[AusNOG] IPv4 Exhaustion, APNIC EC, and James is a nice bloke ; -)

Bevan Slattery Bevan.Slattery at staff.pipenetworks.com
Sun Jul 20 00:19:08 EST 2008


 
> There are TV's and Amplifiers and other multimedia devices 
> coming onto the market (or already out) now with Ethernet 
> ports and TCP/IP stacks!

I've had an Integra Amplifier/Tuner etc with an inbuilt Ethernet *and*
RS232 port for over 4 years now.  I have a number of 'internet streams'
on my Radio presets and it just grabs the streams from there.  This was
a $3,000 amplifier.  Pretty cool.  Add this to 4 mod'ed X-Box's, a PVR,
3 laptops, 1 server, 1 PC, 2 Ethernet over Power adaptors, a DLINK
wireless ADSL router etc.  That's pretty much my home network.  Just
bought a couple of TV's today, one is Ethernet aware.  Who knows what
that means (actually it's supposed to be able to stream, but my
expectations are pretty low right now).

Does ANYONE in their right mind actually think I WANT to put some or any
(excluding DSL modem) of these devices on public addresses?  Really?  If
I did then I would have to give a crap and pull out the manual and
figure out how to upgrade the firmware (regularly and manually) and
force password changes regularly too.  This isn't including my kids 3
Nintendo DS and possibly the Nintendo Wii coming for XMAS.

Just stupid.

As for IPv4 exhaustion - can someone please get some sanity and pull
back some of the address space given back in the days when Yoda was
playing soccer with Jesus for Jerusalem?

http://maps.measurement-factory.com/gallery/Routeviews/

Does anyone seriously think certain US corporate and educational
organisations actually EACH need more address space than say, Australia
and NZ combined?  Really?  GE, HP, DEC, Apple, IBM, MIT etc..?  In a
world of over 6 billion people the US with a population 300 million or
5% of same, controls about 25% of the address space. It's pretty crazy.

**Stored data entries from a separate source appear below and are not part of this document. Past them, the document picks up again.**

//! Class and feature descriptors.
//!
//! A class is an ordered list of features. Feature order is significant: it
//! fixes slot positions inside [`EObject`](crate::model::EObject) and the order
//! in which codecs write slots.
//!
//! # Example
//!
//! ```rust
//! use emodel::model::{EClass, FeatureKind, Multiplicity};
//!
//! let node = EClass::builder("Node")
//!     .attribute("name")
//!     .containment_many("children")
//!     .reference("next")
//!     .map("tags")
//!     .build();
//!
//! let children = node.feature("children").unwrap();
//! assert_eq!(children.kind(), FeatureKind::Containment);
//! assert_eq!(children.multiplicity(), Multiplicity::Many);
//! ```

use std::sync::Arc;

/// What a feature holds.
#[derive(Debug, Clone, Copy, PartialEq, Eq, Hash)]
pub enum FeatureKind {
    /// Plain data values.
    Attribute,
    /// Owned child objects; each object has at most one container.
    Containment,
    /// Non-owning links to objects of the same resource.
    Reference,
}

impl FeatureKind {
    pub fn as_u8(self) -> u8 {
        match self {
            FeatureKind::Attribute => 0,
            FeatureKind::Containment => 1,
            FeatureKind::Reference => 2,
        }
    }

    pub fn from_u8(v: u8) -> Option<Self> {
        match v {
            0 => Some(FeatureKind::Attribute),
            1 => Some(FeatureKind::Containment),
            2 => Some(FeatureKind::Reference),
            _ => None,
        }
    }
}

/// How many values a feature holds.
#[derive(Debug, Clone, Copy, PartialEq, Eq, Hash)]
pub enum Multiplicity {
    /// Zero or one value.
    One,
    /// An [`EList`](crate::collections::EList).
    Many,
    /// An [`EMap`](crate::collections::EMap) with string keys.
    Map,
}

impl Multiplicity {
    pub fn as_u8(self) -> u8 {
        match self {
            Multiplicity::One => 0,
            Multiplicity::Many => 1,
            Multiplicity::Map => 2,
        }
    }

    pub fn from_u8(v: u8) -> Option<Self> {
        match v {
            0 => Some(Multiplicity::One),
            1 => Some(Multiplicity::Many),
            2 => Some(Multiplicity::Map),
            _ => None,
        }
    }
}

/// A named structural slot of a class.
#[derive(Debug, Clone, PartialEq, Eq)]
pub struct EFeature {
    name: Arc<str>,
    kind: FeatureKind,
    multiplicity: Multiplicity,
    unique: bool,
}

impl EFeature {
    pub fn new(name: impl Into<Arc<str>>, kind: FeatureKind, multiplicity: Multiplicity) -> Self {
        // Containment lists never hold the same child twice.
        let unique = kind == FeatureKind::Containment && multiplicity == Multiplicity::Many;
        Self {
            name: name.into(),
            kind,
            multiplicity,
            unique,
        }
    }

    /// Marks a list feature as rejecting duplicate elements.
    pub fn with_unique(mut self, unique: bool) -> Self {
        self.unique = unique;
        self
    }

    pub fn name(&self) -> &str {
        &self.name
    }

    pub(crate) fn name_arc(&self) -> Arc<str> {
        self.name.clone()
    }

    pub fn kind(&self) -> FeatureKind {
        self.kind
    }

    pub fn multiplicity(&self) -> Multiplicity {
        self.multiplicity
    }

    pub fn is_unique(&self) -> bool {
        self.unique
    }

    pub fn is_many(&self) -> bool {
        self.multiplicity == Multiplicity::Many
    }

    /// Returns true for containment and reference features.
    pub fn holds_objects(&self) -> bool {
        self.kind != FeatureKind::Attribute
    }
}

/// Descriptor of an object type.
#[derive(Debug, Clone, PartialEq, Eq)]
pub struct EClass {
    name: Arc<str>,
    features: Vec<EFeature>,
}

impl EClass {
    pub fn new(name: impl Into<Arc<str>>, features: Vec<EFeature>) -> Self {
        Self {
            name: name.into(),
            features,
        }
    }

    pub fn builder(name: impl Into<Arc<str>>) -> ClassBuilder {
        ClassBuilder {
            name: name.into(),
            features: Vec::new(),
        }
    }

    pub fn name(&self) -> &str {
        &self.name
    }

    pub fn features(&self) -> &[EFeature] {
        &self.features
    }

    /// Position of the named feature.
    pub fn feature_index(&self, name: &str) -> Option<usize> {
        self.features.iter().position(|f| f.name() == name)
    }

    pub fn feature(&self, name: &str) -> Option<&EFeature> {
        self.features.iter().find(|f| f.name() == name)
    }
}

/// Builder for [`EClass`].
#[derive(Debug, Clone)]
pub struct ClassBuilder {
    name: Arc<str>,
    features: Vec<EFeature>,
}

impl ClassBuilder {
    /// Adds a feature. A feature with the same name replaces the earlier one
    /// in place.
    pub fn feature(mut self, feature: EFeature) -> Self {
        match self.features.iter().position(|f| f.name == feature.name) {
            Some(i) => self.features[i] = feature,
            None => self.features.push(feature),
        }
        self
    }

    pub fn attribute(self, name: &str) -> Self {
        self.feature(EFeature::new(name, FeatureKind::Attribute, Multiplicity::One))
    }

    pub fn attribute_many(self, name: &str) -> Self {
        self.feature(EFeature::new(name, FeatureKind::Attribute, Multiplicity::Many))
    }

    pub fn containment(self, name: &str) -> Self {
        self.feature(EFeature::new(name, FeatureKind::Containment, Multiplicity::One))
    }

    pub fn containment_many(self, name: &str) -> Self {
        self.feature(EFeature::new(name, FeatureKind::Containment, Multiplicity::Many))
    }

    pub fn reference(self, name: &str) -> Self {
        self.feature(EFeature::new(name, FeatureKind::Reference, Multiplicity::One))
    }

    pub fn reference_many(self, name: &str) -> Self {
        self.feature(EFeature::new(name, FeatureKind::Reference, Multiplicity::Many))
    }

    /// Adds a string-keyed map of attribute values.
    pub fn map(self, name: &str) -> Self {
        self.feature(EFeature::new(name, FeatureKind::Attribute, Multiplicity::Map))
    }

    pub fn build(self) -> Arc<EClass> {
        Arc::new(EClass {
            name: self.name,
            features: self.features,
        })
    }
}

Perhaps if we assign carbon credits to IP addresses and made it 'cool'
to conserve, then some rationale would enter the discussion and we find
that the finite resource we have would last much, much longer than
anticipated.  But alas IPv6 is now becoming a necessity and it will only
be after a Nintendo DS (4th generation IPv6 capable) botnet is created
that some people will realise the shortcomings of same.